* **YOUR GOAL**
Below are several records. Retype exactly those lines running from the one with "filename src/engine.rs" through the one with "use crate::config::GestureOverrides;", end lines included, and no others.

* **INPUT DATA**
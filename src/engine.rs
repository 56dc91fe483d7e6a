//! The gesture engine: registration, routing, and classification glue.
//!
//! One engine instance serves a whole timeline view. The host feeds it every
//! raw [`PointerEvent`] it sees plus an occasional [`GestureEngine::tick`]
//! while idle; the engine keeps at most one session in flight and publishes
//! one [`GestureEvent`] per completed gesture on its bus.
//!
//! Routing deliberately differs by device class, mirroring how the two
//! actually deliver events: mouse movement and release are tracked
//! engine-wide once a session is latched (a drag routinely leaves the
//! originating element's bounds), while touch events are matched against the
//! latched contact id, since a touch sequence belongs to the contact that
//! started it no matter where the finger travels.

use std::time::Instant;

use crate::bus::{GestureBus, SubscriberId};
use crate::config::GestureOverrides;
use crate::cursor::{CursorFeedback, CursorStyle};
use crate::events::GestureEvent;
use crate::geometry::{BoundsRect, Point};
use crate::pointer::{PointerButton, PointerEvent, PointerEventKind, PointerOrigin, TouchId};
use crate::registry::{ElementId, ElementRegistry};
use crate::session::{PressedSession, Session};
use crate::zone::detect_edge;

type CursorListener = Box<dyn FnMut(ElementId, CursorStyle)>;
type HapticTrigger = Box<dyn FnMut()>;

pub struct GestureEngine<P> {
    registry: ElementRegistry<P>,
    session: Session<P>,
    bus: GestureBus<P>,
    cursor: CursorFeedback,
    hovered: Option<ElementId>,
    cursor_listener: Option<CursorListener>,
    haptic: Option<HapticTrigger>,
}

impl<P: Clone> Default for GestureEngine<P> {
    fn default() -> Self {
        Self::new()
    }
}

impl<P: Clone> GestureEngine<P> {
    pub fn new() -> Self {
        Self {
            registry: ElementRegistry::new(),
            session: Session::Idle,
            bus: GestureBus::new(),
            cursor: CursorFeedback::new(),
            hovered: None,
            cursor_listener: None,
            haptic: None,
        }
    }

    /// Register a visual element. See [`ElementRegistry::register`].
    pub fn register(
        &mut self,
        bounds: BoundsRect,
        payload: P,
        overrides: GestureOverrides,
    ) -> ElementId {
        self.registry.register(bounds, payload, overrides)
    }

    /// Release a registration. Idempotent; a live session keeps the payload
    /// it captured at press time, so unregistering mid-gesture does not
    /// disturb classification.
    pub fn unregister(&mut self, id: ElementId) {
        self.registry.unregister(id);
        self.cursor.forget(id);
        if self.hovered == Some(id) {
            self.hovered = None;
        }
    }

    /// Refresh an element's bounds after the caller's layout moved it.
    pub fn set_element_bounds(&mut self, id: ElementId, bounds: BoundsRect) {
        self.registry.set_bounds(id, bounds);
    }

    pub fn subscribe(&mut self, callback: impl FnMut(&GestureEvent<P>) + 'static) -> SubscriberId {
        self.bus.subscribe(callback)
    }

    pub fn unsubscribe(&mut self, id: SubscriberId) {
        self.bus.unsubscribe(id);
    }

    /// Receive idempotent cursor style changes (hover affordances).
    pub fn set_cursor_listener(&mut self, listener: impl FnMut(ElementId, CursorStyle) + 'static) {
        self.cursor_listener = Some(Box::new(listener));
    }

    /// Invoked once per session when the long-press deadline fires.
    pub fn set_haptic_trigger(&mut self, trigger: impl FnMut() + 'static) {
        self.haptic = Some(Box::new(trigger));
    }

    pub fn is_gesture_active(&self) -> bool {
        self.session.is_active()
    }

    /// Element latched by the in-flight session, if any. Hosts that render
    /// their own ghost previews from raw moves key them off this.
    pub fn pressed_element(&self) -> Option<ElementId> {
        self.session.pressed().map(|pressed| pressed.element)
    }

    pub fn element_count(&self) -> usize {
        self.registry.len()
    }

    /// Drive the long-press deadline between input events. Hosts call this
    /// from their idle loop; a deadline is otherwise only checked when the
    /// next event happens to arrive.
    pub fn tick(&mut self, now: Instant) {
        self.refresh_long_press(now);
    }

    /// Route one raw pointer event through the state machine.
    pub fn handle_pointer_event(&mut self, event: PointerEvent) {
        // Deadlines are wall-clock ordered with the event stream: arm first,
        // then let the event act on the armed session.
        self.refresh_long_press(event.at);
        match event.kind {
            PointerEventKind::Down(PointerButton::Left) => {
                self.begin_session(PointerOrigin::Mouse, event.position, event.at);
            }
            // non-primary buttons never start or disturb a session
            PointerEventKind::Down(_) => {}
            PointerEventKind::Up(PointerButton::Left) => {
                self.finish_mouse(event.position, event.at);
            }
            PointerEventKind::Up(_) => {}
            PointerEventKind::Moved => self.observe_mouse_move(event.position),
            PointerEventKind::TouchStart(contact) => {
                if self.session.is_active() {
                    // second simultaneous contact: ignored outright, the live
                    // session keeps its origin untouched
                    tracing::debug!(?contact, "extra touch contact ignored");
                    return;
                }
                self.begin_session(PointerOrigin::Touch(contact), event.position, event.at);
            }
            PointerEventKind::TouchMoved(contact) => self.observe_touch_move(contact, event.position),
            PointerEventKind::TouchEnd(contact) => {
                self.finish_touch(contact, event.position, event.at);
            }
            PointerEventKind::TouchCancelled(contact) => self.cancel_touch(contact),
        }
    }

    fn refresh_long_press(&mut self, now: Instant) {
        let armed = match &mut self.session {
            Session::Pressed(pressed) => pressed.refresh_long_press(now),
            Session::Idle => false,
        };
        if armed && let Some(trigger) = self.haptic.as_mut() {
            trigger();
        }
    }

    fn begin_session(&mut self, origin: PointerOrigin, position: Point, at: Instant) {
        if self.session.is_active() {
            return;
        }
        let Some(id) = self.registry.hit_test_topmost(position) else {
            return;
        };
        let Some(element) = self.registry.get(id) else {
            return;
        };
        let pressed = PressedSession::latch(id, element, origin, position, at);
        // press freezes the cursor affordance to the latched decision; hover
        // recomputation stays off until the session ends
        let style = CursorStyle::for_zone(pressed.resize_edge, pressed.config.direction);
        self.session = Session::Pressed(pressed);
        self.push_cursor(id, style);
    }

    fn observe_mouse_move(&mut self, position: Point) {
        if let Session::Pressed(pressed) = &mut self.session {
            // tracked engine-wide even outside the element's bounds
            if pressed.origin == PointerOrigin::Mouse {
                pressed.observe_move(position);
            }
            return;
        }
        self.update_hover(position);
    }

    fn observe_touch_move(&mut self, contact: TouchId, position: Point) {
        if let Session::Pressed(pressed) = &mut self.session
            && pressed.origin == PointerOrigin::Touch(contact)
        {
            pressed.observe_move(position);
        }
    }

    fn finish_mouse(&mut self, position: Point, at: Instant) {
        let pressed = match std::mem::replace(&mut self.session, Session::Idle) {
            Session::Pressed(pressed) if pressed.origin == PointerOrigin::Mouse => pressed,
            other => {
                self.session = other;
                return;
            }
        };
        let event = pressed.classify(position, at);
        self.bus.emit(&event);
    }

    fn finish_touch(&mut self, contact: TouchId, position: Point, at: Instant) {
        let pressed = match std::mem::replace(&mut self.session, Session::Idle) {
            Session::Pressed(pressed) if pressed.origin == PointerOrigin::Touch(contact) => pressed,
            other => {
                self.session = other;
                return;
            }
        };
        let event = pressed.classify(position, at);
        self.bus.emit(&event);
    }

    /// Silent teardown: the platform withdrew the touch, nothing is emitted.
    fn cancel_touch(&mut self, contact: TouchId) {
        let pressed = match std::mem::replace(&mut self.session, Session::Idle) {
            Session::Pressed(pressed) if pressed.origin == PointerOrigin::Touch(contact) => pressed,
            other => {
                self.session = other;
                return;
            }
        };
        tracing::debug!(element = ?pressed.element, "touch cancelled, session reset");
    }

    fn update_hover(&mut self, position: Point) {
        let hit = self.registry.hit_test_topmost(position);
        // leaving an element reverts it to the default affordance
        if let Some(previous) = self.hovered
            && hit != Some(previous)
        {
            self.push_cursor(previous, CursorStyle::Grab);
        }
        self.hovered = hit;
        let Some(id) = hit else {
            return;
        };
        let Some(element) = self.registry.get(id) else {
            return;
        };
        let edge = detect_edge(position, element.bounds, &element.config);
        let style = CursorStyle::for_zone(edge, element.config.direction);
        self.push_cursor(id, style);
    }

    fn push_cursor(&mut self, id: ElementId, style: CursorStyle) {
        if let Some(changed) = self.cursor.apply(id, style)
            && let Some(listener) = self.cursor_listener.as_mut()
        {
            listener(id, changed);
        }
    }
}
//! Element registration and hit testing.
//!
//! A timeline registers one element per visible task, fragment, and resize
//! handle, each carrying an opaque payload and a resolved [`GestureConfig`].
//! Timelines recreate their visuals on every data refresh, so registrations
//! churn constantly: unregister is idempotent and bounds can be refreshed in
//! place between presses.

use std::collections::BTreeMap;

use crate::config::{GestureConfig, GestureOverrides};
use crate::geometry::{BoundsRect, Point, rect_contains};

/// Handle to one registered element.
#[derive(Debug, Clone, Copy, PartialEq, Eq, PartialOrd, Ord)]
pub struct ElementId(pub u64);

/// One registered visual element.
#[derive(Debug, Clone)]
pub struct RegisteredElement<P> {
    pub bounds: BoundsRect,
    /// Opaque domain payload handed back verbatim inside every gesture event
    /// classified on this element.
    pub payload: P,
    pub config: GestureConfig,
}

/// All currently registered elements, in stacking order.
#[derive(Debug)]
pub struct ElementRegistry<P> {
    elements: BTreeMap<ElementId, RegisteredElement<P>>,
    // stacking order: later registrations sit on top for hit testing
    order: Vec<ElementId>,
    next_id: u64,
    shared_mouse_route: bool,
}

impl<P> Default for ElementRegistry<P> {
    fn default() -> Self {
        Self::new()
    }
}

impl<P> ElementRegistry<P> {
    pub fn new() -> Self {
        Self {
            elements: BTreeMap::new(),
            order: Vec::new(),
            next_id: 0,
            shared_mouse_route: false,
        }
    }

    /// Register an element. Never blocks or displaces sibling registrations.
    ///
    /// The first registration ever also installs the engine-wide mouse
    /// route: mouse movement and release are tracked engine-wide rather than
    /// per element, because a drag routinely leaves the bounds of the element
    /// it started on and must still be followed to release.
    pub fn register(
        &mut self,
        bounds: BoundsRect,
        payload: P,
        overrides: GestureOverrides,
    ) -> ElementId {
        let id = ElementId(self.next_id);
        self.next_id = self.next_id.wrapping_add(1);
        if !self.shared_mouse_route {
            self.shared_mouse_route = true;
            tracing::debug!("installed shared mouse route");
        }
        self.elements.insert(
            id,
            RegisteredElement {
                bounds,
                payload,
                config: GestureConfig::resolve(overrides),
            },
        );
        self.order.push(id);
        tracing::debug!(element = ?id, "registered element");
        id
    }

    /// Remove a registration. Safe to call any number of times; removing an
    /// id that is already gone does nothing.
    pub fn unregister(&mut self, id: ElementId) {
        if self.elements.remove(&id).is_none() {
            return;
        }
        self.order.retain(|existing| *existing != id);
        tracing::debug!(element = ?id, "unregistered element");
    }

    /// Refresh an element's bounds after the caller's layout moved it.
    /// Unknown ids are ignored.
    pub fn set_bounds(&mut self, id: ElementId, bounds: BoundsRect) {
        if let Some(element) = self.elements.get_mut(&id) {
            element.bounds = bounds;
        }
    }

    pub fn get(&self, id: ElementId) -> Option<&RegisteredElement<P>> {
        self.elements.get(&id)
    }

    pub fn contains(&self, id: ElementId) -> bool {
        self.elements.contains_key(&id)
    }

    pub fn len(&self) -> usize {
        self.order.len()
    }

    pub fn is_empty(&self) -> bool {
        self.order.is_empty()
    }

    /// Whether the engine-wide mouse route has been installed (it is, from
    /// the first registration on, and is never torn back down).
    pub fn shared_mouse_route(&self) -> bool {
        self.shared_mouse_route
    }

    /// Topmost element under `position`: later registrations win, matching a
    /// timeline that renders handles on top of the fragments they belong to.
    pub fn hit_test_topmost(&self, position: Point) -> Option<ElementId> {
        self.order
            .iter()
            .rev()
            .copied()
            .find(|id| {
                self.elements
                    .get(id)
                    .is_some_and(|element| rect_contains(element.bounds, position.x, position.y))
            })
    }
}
* * *
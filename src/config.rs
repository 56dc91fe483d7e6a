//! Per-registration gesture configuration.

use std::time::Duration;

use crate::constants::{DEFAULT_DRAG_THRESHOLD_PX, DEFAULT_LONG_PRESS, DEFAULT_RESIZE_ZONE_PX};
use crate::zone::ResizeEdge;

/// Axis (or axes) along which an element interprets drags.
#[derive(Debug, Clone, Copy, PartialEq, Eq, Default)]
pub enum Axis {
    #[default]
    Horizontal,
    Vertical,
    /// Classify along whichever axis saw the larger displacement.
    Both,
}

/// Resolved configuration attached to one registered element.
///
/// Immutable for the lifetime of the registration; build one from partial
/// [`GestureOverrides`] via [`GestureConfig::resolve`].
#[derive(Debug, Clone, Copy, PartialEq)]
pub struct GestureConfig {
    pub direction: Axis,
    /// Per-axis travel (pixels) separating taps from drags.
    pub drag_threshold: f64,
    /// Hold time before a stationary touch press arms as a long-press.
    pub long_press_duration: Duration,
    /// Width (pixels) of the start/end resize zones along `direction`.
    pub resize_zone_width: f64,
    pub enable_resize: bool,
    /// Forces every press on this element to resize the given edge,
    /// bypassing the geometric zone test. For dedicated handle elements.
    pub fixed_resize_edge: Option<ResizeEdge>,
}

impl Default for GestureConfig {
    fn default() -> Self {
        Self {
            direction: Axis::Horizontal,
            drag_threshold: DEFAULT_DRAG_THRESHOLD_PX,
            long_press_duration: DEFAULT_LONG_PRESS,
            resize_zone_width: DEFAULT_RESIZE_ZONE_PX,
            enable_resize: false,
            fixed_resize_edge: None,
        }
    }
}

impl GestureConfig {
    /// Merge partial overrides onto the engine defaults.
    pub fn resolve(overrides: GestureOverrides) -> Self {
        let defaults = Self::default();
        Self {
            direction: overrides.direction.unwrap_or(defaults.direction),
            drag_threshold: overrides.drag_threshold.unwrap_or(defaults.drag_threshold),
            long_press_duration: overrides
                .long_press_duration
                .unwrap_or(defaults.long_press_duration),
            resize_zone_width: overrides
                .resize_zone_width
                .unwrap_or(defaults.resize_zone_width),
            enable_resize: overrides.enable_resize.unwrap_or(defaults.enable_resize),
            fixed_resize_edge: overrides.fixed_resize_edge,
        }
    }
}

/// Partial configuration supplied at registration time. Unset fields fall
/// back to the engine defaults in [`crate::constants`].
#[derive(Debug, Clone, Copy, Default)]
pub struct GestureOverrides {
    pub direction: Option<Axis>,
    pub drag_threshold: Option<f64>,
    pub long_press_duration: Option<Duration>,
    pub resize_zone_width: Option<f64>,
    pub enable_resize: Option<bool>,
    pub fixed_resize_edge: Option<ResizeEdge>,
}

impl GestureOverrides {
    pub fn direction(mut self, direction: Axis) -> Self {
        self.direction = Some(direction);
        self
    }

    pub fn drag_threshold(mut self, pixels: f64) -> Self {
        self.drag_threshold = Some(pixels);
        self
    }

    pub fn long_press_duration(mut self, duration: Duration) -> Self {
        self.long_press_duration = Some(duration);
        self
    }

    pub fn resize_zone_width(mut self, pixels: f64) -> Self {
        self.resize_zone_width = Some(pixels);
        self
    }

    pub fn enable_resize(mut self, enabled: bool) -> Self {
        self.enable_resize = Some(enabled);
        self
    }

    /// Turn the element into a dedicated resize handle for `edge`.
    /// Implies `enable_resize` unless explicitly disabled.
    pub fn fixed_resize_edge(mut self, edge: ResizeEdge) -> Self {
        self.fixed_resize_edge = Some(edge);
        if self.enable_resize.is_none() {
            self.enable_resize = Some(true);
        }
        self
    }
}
==
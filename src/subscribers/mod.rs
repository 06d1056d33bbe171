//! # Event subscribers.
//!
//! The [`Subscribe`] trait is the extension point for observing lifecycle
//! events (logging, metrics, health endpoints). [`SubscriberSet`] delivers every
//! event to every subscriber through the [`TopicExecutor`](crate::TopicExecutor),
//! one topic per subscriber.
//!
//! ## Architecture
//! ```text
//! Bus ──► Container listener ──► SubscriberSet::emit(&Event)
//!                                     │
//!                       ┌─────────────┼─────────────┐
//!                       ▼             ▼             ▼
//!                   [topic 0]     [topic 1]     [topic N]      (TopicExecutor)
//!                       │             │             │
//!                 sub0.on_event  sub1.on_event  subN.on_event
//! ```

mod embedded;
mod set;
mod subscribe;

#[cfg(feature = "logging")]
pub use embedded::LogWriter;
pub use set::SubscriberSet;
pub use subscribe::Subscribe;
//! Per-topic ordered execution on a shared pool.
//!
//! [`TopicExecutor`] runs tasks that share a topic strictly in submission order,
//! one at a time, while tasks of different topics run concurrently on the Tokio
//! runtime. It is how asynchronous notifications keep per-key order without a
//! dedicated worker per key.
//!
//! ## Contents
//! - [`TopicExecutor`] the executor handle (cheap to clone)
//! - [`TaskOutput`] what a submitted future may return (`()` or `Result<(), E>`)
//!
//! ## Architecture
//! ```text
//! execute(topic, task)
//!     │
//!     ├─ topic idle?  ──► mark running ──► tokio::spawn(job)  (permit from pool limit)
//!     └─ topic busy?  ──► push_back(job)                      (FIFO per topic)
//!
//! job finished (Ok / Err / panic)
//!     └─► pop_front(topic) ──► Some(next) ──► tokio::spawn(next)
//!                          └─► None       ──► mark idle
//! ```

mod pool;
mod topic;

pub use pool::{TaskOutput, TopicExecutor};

* **WRITTEN REPLY**
filename src/engine.rs
repository 56dc91fe483d7e6a
//! The gesture engine: registration, routing, and classification glue.
//!
//! One engine instance serves a whole timeline view. The host feeds it every
//! raw [`PointerEvent`] it sees plus an occasional [`GestureEngine::tick`]
//! while idle; the engine keeps at most one session in flight and publishes
//! one [`GestureEvent`] per completed gesture on its bus.
//!
//! Routing deliberately differs by device class, mirroring how the two
//! actually deliver events: mouse movement and release are tracked
//! engine-wide once a session is latched (a drag routinely leaves the
//! originating element's bounds), while touch events are matched against the
//! latched contact id, since a touch sequence belongs to the contact that
//! started it no matter where the finger travels.

use std::time::Instant;

use crate::bus::{GestureBus, SubscriberId};
use crate::config::GestureOverrides;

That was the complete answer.